As Tesla faces continued labor efforts in Europe over whether the company’s German Gigafactory will sign a collective labor agreement, the automaker has largely doubled down on the idea that its workers are better off being independent from a union’s influence. However, local officials have recently explained why they think an agreement could be mutually beneficial for workers and for Tesla overall, though they emphasize that it’s ultimately up to the workers.
Earlier this month, multiple workers at Tesla’s Gigafactory Berlin, including the works council leader, defended the company’s avoidance of a labor agreement, saying the automaker’s close proximity to the workers made it easier to make routine changes and find solutions for workers.
In recent statements to Teslarati, an official from the Brandenburg Ministry of Economy, Labor and Energy has noted how social partnership between workers and unions contributes to the German economy and to companies overall, while the autonomy of employees to choose remains an important part of the equation.
“It would be good if IG Metall and Tesla could agree on a collective labor agreement or at least talk about it,” said Felix Dollase, a spokesperson for the Brandenburg Ministry of Economy, Labor and Energy, in an email to Teslarati. The statements closely echoed those from Brandenburg Minister Jörg Steinbach made earlier this month.
“Like Social Partnership as a whole, this would have many advantages for both sides. Social partnership is partly responsible for prosperity. It has been creating conditions for economic growth for decades and is also responsible for a well-developed welfare state,” Dollase added.

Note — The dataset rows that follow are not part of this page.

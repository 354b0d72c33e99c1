//! The action capability
//!
//! Actions are the side effects a rule performs when its condition fires:
//! sending commands, broadcasting events, logging. Each action is stateless;
//! all per-invocation state lives in the `ActionContext` variables, scoped to
//! one rule firing.

use thiserror::Error;

use crate::context::ActionContext;

/// Action errors
#[derive(Debug, Error)]
pub enum ActionError {
    #[error("Invalid action configuration: {0}")]
    InvalidConfig(String),

    #[error("Action execution failed: {0}")]
    Execution(String),
}

/// Result type for action execution
pub type ActionResult<T> = Result<T, ActionError>;

/// A side-effecting operation invoked when a condition fires
pub trait Action: Send {
    /// Human-readable description, used when logging failures
    fn description(&self) -> String;

    /// Perform the action against `ctx`
    ///
    /// Composite actions capture each entry's `Result`, log failures with the
    /// entry's description, and never short-circuit: one failing action must
    /// not block its siblings.
    fn execute(&self, ctx: &mut dyn ActionContext) -> ActionResult<()>;
}
//! Send action
//!
//! Resolves a destination address and an attribute payload at fire-time and
//! emits one outbound command message. Destination and attributes may be
//! configured statically, computed from the context, or (template mode) read
//! from the well-known `to` / `attributes` context variables. A missing
//! destination is a warning and a no-op, never an error.

use std::collections::HashMap;

use hearth_core::{Address, Message, Value};
use tracing::{debug, warn};

use crate::action::{Action, ActionResult};
use crate::context::ActionContext;

/// Context variable holding the destination address in template mode
pub const VAR_TO: &str = "to";

/// Context variable holding the attribute payload in template mode
pub const VAR_ATTRIBUTES: &str = "attributes";

/// Computes the destination address from the context at fire-time
pub type AddressResolver = Box<dyn Fn(&dyn ActionContext) -> Option<Address> + Send + Sync>;

/// Computes one attribute value from the context at fire-time
pub type AttributeResolver = Box<dyn Fn(&dyn ActionContext) -> Value + Send + Sync>;

/// Sends one command message when the rule fires
pub struct SendAction {
    message_type: String,
    destination: Option<AddressResolver>,
    attributes: HashMap<String, Value>,
    dynamic_attributes: Vec<(String, AttributeResolver)>,
}

impl SendAction {
    /// Start building a send action for `message_type`
    pub fn builder(message_type: impl Into<String>) -> SendActionBuilder {
        SendActionBuilder {
            action: SendAction {
                message_type: message_type.into(),
                destination: None,
                attributes: HashMap::new(),
                dynamic_attributes: Vec::new(),
            },
        }
    }

    fn resolve_destination(&self, ctx: &dyn ActionContext) -> Option<Address> {
        match &self.destination {
            Some(resolver) => resolver(ctx),
            None => ctx
                .get_variable(VAR_TO)
                .and_then(|v| v.as_str().map(Address::new)),
        }
    }

    fn resolve_attributes(&self, ctx: &dyn ActionContext) -> HashMap<String, Value> {
        if self.attributes.is_empty() && self.dynamic_attributes.is_empty() {
            // Template mode: the payload comes from the context.
            return match ctx.get_variable(VAR_ATTRIBUTES) {
                Some(Value::Object(map)) => map.into_iter().collect(),
                Some(other) => {
                    warn!(value = %other, "'{VAR_ATTRIBUTES}' variable is not an object, sending empty payload");
                    HashMap::new()
                }
                None => HashMap::new(),
            };
        }

        let mut attributes = self.attributes.clone();
        for (key, resolver) in &self.dynamic_attributes {
            attributes.insert(key.clone(), resolver(ctx));
        }
        attributes
    }
}

impl Action for SendAction {
    fn description(&self) -> String {
        format!("send[{}]", self.message_type)
    }

    fn execute(&self, ctx: &mut dyn ActionContext) -> ActionResult<()> {
        let Some(to) = self.resolve_destination(ctx) else {
            warn!(
                message_type = %self.message_type,
                "no destination resolved for send action, nothing sent"
            );
            return Ok(());
        };

        let attributes = self.resolve_attributes(ctx);
        debug!(%to, message_type = %self.message_type, "sending command");
        ctx.send(
            &to,
            Message::with_attributes(self.message_type.clone(), attributes),
        );
        Ok(())
    }
}

/// Builder for [`SendAction`]
pub struct SendActionBuilder {
    action: SendAction,
}

impl SendActionBuilder {
    /// Fixed destination address
    pub fn to(mut self, address: Address) -> Self {
        self.action.destination = Some(Box::new(move |_| Some(address.clone())));
        self
    }

    /// Destination computed from the context at fire-time
    pub fn destination<F>(mut self, resolver: F) -> Self
    where
        F: Fn(&dyn ActionContext) -> Option<Address> + Send + Sync + 'static,
    {
        self.action.destination = Some(Box::new(resolver));
        self
    }

    /// Add a static attribute
    pub fn attribute(mut self, key: impl Into<String>, value: Value) -> Self {
        self.action.attributes.insert(key.into(), value);
        self
    }

    /// Add a batch of static attributes
    pub fn attributes(mut self, attributes: HashMap<String, Value>) -> Self {
        self.action.attributes.extend(attributes);
        self
    }

    /// Add an attribute computed from the context at fire-time
    ///
    /// Dynamic entries win over static entries with the same key.
    pub fn dynamic_attribute<F>(mut self, key: impl Into<String>, resolver: F) -> Self
    where
        F: Fn(&dyn ActionContext) -> Value + Send + Sync + 'static,
    {
        self.action
            .dynamic_attributes
            .push((key.into(), Box::new(resolver)));
        self
    }

    /// Finish building
    pub fn build(self) -> SendAction {
        self.action
    }
}

#[cfg(test)]
mod tests {
    use super::*;
    use crate::testutil::TestActionContext;
    use serde_json::json;

    #[test]
    fn test_send_with_fixed_destination_and_static_attributes() {
        let mut ctx = TestActionContext::new();
        let action = SendAction::builder("swit:SetAttributes")
            .to(Address::new("dev:switch-1"))
            .attribute("power", json!("ON"))
            .build();

        action.execute(&mut ctx).unwrap();

        assert_eq!(ctx.sent.len(), 1);
        let (to, message) = &ctx.sent[0];
        assert_eq!(to, &Address::new("dev:switch-1"));
        assert_eq!(message.message_type, "swit:SetAttributes");
        assert_eq!(message.attributes.get("power"), Some(&json!("ON")));
    }

    #[test]
    fn test_missing_destination_warns_and_sends_nothing() {
        // Static attributes, no destination function, 'to' variable unset.
        let mut ctx = TestActionContext::new();
        let action = SendAction::builder("swit:SetAttributes")
            .attribute("power", json!("ON"))
            .build();

        assert!(action.execute(&mut ctx).is_ok());
        assert!(ctx.sent.is_empty());
    }

    #[test]
    fn test_template_mode_reads_context_variables() {
        let mut ctx = TestActionContext::new();
        ctx.set_variable(VAR_TO, json!("dev:dimmer-2"));
        ctx.set_variable(VAR_ATTRIBUTES, json!({"level": 40}));

        let action = SendAction::builder("dim:SetLevel").build();
        action.execute(&mut ctx).unwrap();

        let (to, message) = &ctx.sent[0];
        assert_eq!(to, &Address::new("dev:dimmer-2"));
        assert_eq!(message.attributes.get("level"), Some(&json!(40)));
    }

    #[test]
    fn test_dynamic_attributes_merge_over_static() {
        let mut ctx = TestActionContext::new();
        ctx.set_variable("target_level", json!(75));

        let action = SendAction::builder("dim:SetLevel")
            .to(Address::new("dev:dimmer-1"))
            .attribute("level", json!(10))
            .attribute("ramp", json!(2))
            .dynamic_attribute("level", |ctx| {
                ctx.get_variable("target_level").unwrap_or(json!(0))
            })
            .build();

        action.execute(&mut ctx).unwrap();

        let (_, message) = &ctx.sent[0];
        assert_eq!(message.attributes.get("level"), Some(&json!(75)));
        assert_eq!(message.attributes.get("ramp"), Some(&json!(2)));
    }

    #[test]
    fn test_destination_resolver_returning_none_is_a_no_op() {
        let mut ctx = TestActionContext::new();
        let action = SendAction::builder("swit:SetAttributes")
            .destination(|_| None)
            .attribute("power", json!("ON"))
            .build();

        assert!(action.execute(&mut ctx).is_ok());
        assert!(ctx.sent.is_empty());
    }
}
//! Action framework for the Hearth rule core
//!
//! Actions are the side effects executed when a rule's condition fires:
//!
//! - [`SendAction`]: one outbound command message
//! - [`ActionList`]: ordered composite with per-entry error isolation
//! - [`ForEachModelAction`]: delegate executed once per matching model
//! - [`LogAction`]: info-level log line
//!
//! Actions execute against an [`ActionContext`]: per-firing variables,
//! a model snapshot, and the outbound side of the message bus. Variable
//! scoping uses explicit layered environments ([`ScopedContext`],
//! [`NamespacedContext`]) rather than context subclassing.
//!
//! Partial failure is deliberate: composite actions capture each entry's
//! `Result`, log failures, and keep going. A rule with five actions where
//! the third fails still executes the fourth and fifth.

pub mod action;
pub mod context;
pub mod foreach;
pub mod list;
pub mod log;
pub mod send;

#[cfg(test)]
pub(crate) mod testutil;

pub use action::{Action, ActionError, ActionResult};
pub use context::{ActionContext, NamespacedContext, ScopedContext};
pub use foreach::{ForEachModelAction, ModelPredicate};
pub use list::{ActionList, ActionListBuilder};
pub use log::{LogAction, VAR_MESSAGE};
pub use send::{
    AddressResolver, AttributeResolver, SendAction, SendActionBuilder, VAR_ATTRIBUTES, VAR_TO,
};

In Germany, it is up to each individual worker to decide whether they want to join a union, and the greater the proportion of union-represented workers, the greater the strength of the union in that company, as Dollase clarified in the email. In addition, he explained that workers have the right to elect and facilitate a works council, which can’t be taken away by the company, and unions are allowed to offer up an electoral candidacy list during elections.
The result, Dollase says, is an effective system of businesses that play an important role in Germany’s economy and society. However, he also says individual autonomy in choosing whether or not to join a union plays an equal role in this process.
“This is not an obstacle for productivity, but increases it, and makes an important contribution to stabilizing society and the economy,” Dollase added. “This is why Social Partnership is and remains an important part of our economic system. But it is also characterized by the autonomy of the social partners.”
Tesla’s Giga Berlin elected a works council in 2022, though IG Metall has accused it of being comprised primarily of lower-level leadership workers who are close to executive management (via Wall Street Journal). The leader of the current works council at Giga Berlin recently also opposed a collective labor agreement with IG Metall in a report, saying that union influence would make the company lose its agility.
“We are close to the workforce,” said Michaela Schmitz, leader of Giga Berlin’s works council. “Our agility will be lost if we are influenced from outside.”
“We are focusing on ourselves in order to find solutions for our employees quickly and without unnecessary escalation and thus make changes happen significantly faster,” said Andre Thierig, senior director of manufacturing at Tesla’s Giga Berlin, in the same piece.
As of writing, Tesla and IG Metall have not responded to Teslarati‘s requests for comment on the ongoing labor efforts.
The statements come as Tesla faces strikes in Sweden, lodged by union IF Metall, and including sympathy strikes from other entities. Despite IF Metall’s attempts to encourage unions around the world to target Tesla, including IG Metall, the German union highlighted autonomy then too, noting the importance of individual workers having the choice as to whether or not they should join a union.
“If IG Metall got to decide, Tesla’s employees would have a collective agreement,” said IG Metall spokesperson Markus Sievers in a statement last month about the encouragement to join strike efforts. “But the initiative must come from the employees.”
One Tesla Sweden worker recently spoke out after being expelled from IF Metall, due to his unwillingness to join the strike. The worker, who asked to remain anonymous, said he is facing “harassment” from the union, adding that he feels “terrified” of them as they “try to make it difficult” for workers. Operationally, the Tesla Sweden employee explains, work has not changed much, despite the labor union’s efforts.
“The main reason is that I care about the environment and enjoy my job,” the worker said as to why he won’t join the strike. “And I care a lot about our customers too. I want customers to feel safe choosing Tesla.”
Despite this, IG Metall said in October that Tesla workers at Giga Berlin were joining the union in droves, largely due to health and safety concerns. Last January, the union also claimed that workers weren’t getting enough time for “leisure, family and recovery,” once again emphasizing that it thinks Tesla needs a union in Germany.